How to Replace an Interior Door: Prehung Door Replacement
Follow these steps and get perfect results.
A full day
Less than $20
IntroductionLearn how to install a prehung door. We'll show you foolproof tips and techniques to help you do a great job even if you're a beginning carpenter.
- Cordless drill
- Miter saw
- Scribing tool
- 4d finish nails
- 6d finish nails
- 8d finish nails
- Interior door and trim
Project step-by-step (17)
How to Install a Prehung Door Overview
Check the floor
Check the floor for level and the jambs for plumb. Measure the exact amount the floor is off level. The opposite jamb must be cut by this much to level the door in the opening. Hanging a door correctly is one of the most satisfying jobs in the home improvement world, but it’s often the most challenging. Unless it’s installed correctly, your door can have uneven gaps along the jamb, or it can bind or not even latch.
In this article, we’ll show you foolproof tips and techniques that’ll give you great results every time you need to know how to install a prehung interior door. All you need are simple carpentry tools and some basic home improvement skills and tools to easily master the techniques. Allow about an hour and a half for your first door, and once you get the hang of it, your next door will go in twice as fast. When learning how to install a prehung door, follow these steps:
When you buy your door, pick up a package of wood shims and 4d, 6d and 8d finish nails. Also get a straight 7-ft. 2×4 and cut another 2×4 the width of your opening (Photo 1) that are both straight as you sight down the edge. Since installing trim is part of the door installation, purchase some matching door trim and be sure you’ve got a miter saw to cut it. You’ll also need to pick up a lockset for the door even though we won’t cover the installation in this article.
Pro Tips for How to Install a Prehung Door
- An accurate level is crucial for a good installation. Check it by laying it on a flat surface. Memorize the bubble’s position. Then flip the level end for end and check the bubble. If the bubble doesn’t settle in the exact spot, find an accurate level.

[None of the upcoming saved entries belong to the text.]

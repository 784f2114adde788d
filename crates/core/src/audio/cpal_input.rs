//! Microphone capture through the default cpal host.

use cpal::traits::{DeviceTrait, HostTrait, StreamTrait};
use cpal::{BuildStreamError, Host, SampleFormat, SampleRate, Stream, StreamConfig};

use super::{refuse_reopen, CaptureHandle, CaptureRequest, InputDevice};
use crate::{PracticeError, Result};

/// Default system input device. The stream is built on open and dropped on
/// close, which releases the device back to the OS.
pub struct CpalInput {
    host: Host,
    stream: Option<Stream>,
}

impl CpalInput {
    pub fn new() -> Self {
        Self {
            host: cpal::default_host(),
            stream: None,
        }
    }

    /// Names of the input devices the host can see.
    pub fn available_devices(&self) -> Vec<String> {
        self.host
            .input_devices()
            .map(|devices| devices.filter_map(|d| d.name().ok()).collect())
            .unwrap_or_default()
    }
}

impl Default for CpalInput {
    fn default() -> Self {
        Self::new()
    }
}

impl InputDevice for CpalInput {
    fn open(&mut self, request: &CaptureRequest, sink: CaptureHandle) -> Result<()> {
        refuse_reopen(self.is_open(), "microphone")?;

        let device = self.host.default_input_device().ok_or_else(|| {
            PracticeError::DeviceUnavailable("no default input device".to_string())
        })?;

        let preferred = device
            .supported_input_configs()
            .ok()
            .and_then(|mut configs| {
                configs.find(|range| {
                    range.sample_format() == SampleFormat::F32
                        && range.min_sample_rate().0 <= request.sample_rate
                        && range.max_sample_rate().0 >= request.sample_rate
                })
            })
            .map(|range| range.with_sample_rate(SampleRate(request.sample_rate)));

        let config = match preferred {
            Some(config) => config,
            None => device.default_input_config().map_err(|e| {
                PracticeError::DeviceUnavailable(format!("failed to get input config: {e}"))
            })?,
        };

        let channels = usize::from(config.channels());
        let sample_rate = config.sample_rate().0;
        let stream_config: StreamConfig = config.into();
        sink.configure(sample_rate)?;
        let fault_sink = sink.clone();

        let stream = device
            .build_input_stream(
                &stream_config,
                move |data: &[f32], _: &cpal::InputCallbackInfo| {
                    if let Err(err) = sink.push_interleaved(data, channels) {
                        tracing::warn!(%err, "dropping captured audio");
                    }
                },
                move |err| {
                    tracing::error!(%err, "audio input error");
                    if let Err(report) = fault_sink.report_fault(err.to_string()) {
                        tracing::warn!(%report, "could not report input failure");
                    }
                },
                None,
            )
            .map_err(map_build_error)?;

        stream.play().map_err(|e| {
            PracticeError::DeviceDenied(format!("failed to start input stream: {e}"))
        })?;

        tracing::info!(
            device = %device.name().unwrap_or_default(),
            sample_rate,
            channels,
            "microphone opened"
        );
        self.stream = Some(stream);
        Ok(())
    }

    fn close(&mut self) -> Result<()> {
        if let Some(stream) = self.stream.take() {
            if let Err(err) = stream.pause() {
                tracing::debug!(%err, "pausing input stream before release failed");
            }
            drop(stream);
            tracing::info!("microphone released");
        }
        Ok(())
    }

    fn is_open(&self) -> bool {
        self.stream.is_some()
    }
}

fn map_build_error(err: BuildStreamError) -> PracticeError {
    match err {
        BuildStreamError::DeviceNotAvailable
        | BuildStreamError::StreamConfigNotSupported
        | BuildStreamError::InvalidArgument => {
            PracticeError::DeviceUnavailable(format!("failed to build input stream: {err}"))
        }
        other => PracticeError::DeviceDenied(format!("failed to build input stream: {other}")),
    }
}
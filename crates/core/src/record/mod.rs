use std::path::Path;

use crate::Result;

/// Raw microphone audio captured during one take.
#[derive(Debug, Clone, PartialEq)]
pub struct Recording {
    sample_rate: u32,
    samples: Vec<f32>,
}

impl Recording {
    pub fn new(sample_rate: u32, samples: Vec<f32>) -> Self {
        Self {
            sample_rate,
            samples,
        }
    }

    pub fn sample_rate(&self) -> u32 {
        self.sample_rate
    }

    pub fn samples(&self) -> &[f32] {
        &self.samples
    }

    pub fn duration_ms(&self) -> f64 {
        if self.sample_rate == 0 {
            return 0.0;
        }
        self.samples.len() as f64 * 1000.0 / f64::from(self.sample_rate)
    }

    /// Writes the take as a mono 32-bit float WAV file.
    pub fn write_wav(&self, path: impl AsRef<Path>) -> Result<()> {
        let spec = hound::WavSpec {
            channels: 1,
            sample_rate: self.sample_rate,
            bits_per_sample: 32,
            sample_format: hound::SampleFormat::Float,
        };

        let mut writer = hound::WavWriter::create(path.as_ref(), spec)?;
        for &sample in &self.samples {
            writer.write_sample(sample)?;
        }
        writer.finalize()?;
        Ok(())
    }
}

/// Pass-through sink that concatenates captured chunks into a single
/// [`Recording`] between `start` and `stop`.
#[derive(Debug, Default)]
pub struct TakeRecorder {
    sample_rate: u32,
    samples: Vec<f32>,
    is_recording: bool,
}

impl TakeRecorder {
    pub fn new() -> Self {
        Self::default()
    }

    /// Starts a fresh recording, discarding anything not yet collected.
    pub fn start(&mut self, sample_rate: u32) {
        self.sample_rate = sample_rate;
        self.samples.clear();
        self.is_recording = true;
    }

    pub fn set_sample_rate(&mut self, sample_rate: u32) {
        self.sample_rate = sample_rate;
    }

    pub fn write_sample(&mut self, sample: f32) {
        if self.is_recording {
            self.samples.push(sample);
        }
    }

    pub fn write(&mut self, samples: &[f32]) {
        if self.is_recording {
            self.samples.extend_from_slice(samples);
        }
    }

    /// Finishes the recording. Returns `None` when nothing was recording or no
    /// audio arrived.
    pub fn stop(&mut self) -> Option<Recording> {
        if !std::mem::replace(&mut self.is_recording, false) {
            return None;
        }
        let samples = std::mem::take(&mut self.samples);
        if samples.is_empty() {
            return None;
        }
        Some(Recording::new(self.sample_rate, samples))
    }

    pub fn is_recording(&self) -> bool {
        self.is_recording
    }
}

#[cfg(test)]
mod tests {
    use super::*;

    #[test]
    fn ignores_audio_outside_a_take() {
        let mut recorder = TakeRecorder::new();
        recorder.write(&[1.0; 8]);
        assert!(recorder.stop().is_none());

        recorder.start(8_000);
        recorder.write(&[0.5; 4]);
        recorder.write_sample(0.25);
        let recording = recorder.stop().unwrap();
        assert_eq!(recording.samples(), &[0.5, 0.5, 0.5, 0.5, 0.25]);
        assert!(!recorder.is_recording());
    }

    #[test]
    fn empty_take_yields_nothing() {
        let mut recorder = TakeRecorder::new();
        recorder.start(44_100);
        assert!(recorder.stop().is_none());
    }

    #[test]
    fn writes_readable_wav() {
        let dir = tempfile::tempdir().unwrap();
        let path = dir.path().join("take.wav");
        let recording = Recording::new(8_000, vec![0.0, 0.5, -0.5, 0.25]);
        assert!((recording.duration_ms() - 0.5).abs() < 1e-9);

        recording.write_wav(&path).unwrap();

        let mut reader = hound::WavReader::open(&path).unwrap();
        assert_eq!(reader.spec().sample_rate, 8_000);
        let samples: Vec<f32> = reader.samples::<f32>().map(|s| s.unwrap()).collect();
        assert_eq!(samples, vec![0.0, 0.5, -0.5, 0.25]);
    }
}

- Check the length of your prehung door jambs. They may be longer than you need. You may have to trim both sides to minimize the space under the door. In most cases, the door should clear the floor by 1/2 in.
- If you’re setting your door into adjoining rooms that’ll be carpeted later, you can hold both jamb sides 3/8 in. above the floor and avoid having to trim your doors.
- Use blocks to level jamb bottoms. If you’re installing a door on an unfinished floor and need space under the jambs for carpet, just rest the jambs on temporary blocks while you’re hanging the door. Adjust the size of the blocks so the bottoms of the jambs are on a level plane. Leaves a space of anywhere from 3/8 in. to 5/8 in. under the jambs, depending on the thickness of the carpet and pad.
- Check the plug. Make sure the plug that holds the door slab in place is the type that can be removed after the door is installed. If it’s not, sometimes you can cut off the plastic strap and insert the plug back in through the doorknob hole. It’s difficult to move the door when the slab is flopping all over the place, but it’s worse to install a door that won’t open.
- It’s not always necessary to use shims on the top doorjamb—the casing will hold it in place. And on new homes and additions, walls can compress as they settle and push down on the top shims, causing the jamb to bow down. Only shim the top jamb if you’re working with a 3-ft.-wide door, and the top jamb arrives bowed from the factory.
Level the floor
Use a level to check the floor. Rest a level across the opening and level it with one or more shims. Mark the shim at the thickest point, and measure the thickness of the shim at the mark. That’s exactly how much you’ll need to cut off the jamb at the opposite side of the opening.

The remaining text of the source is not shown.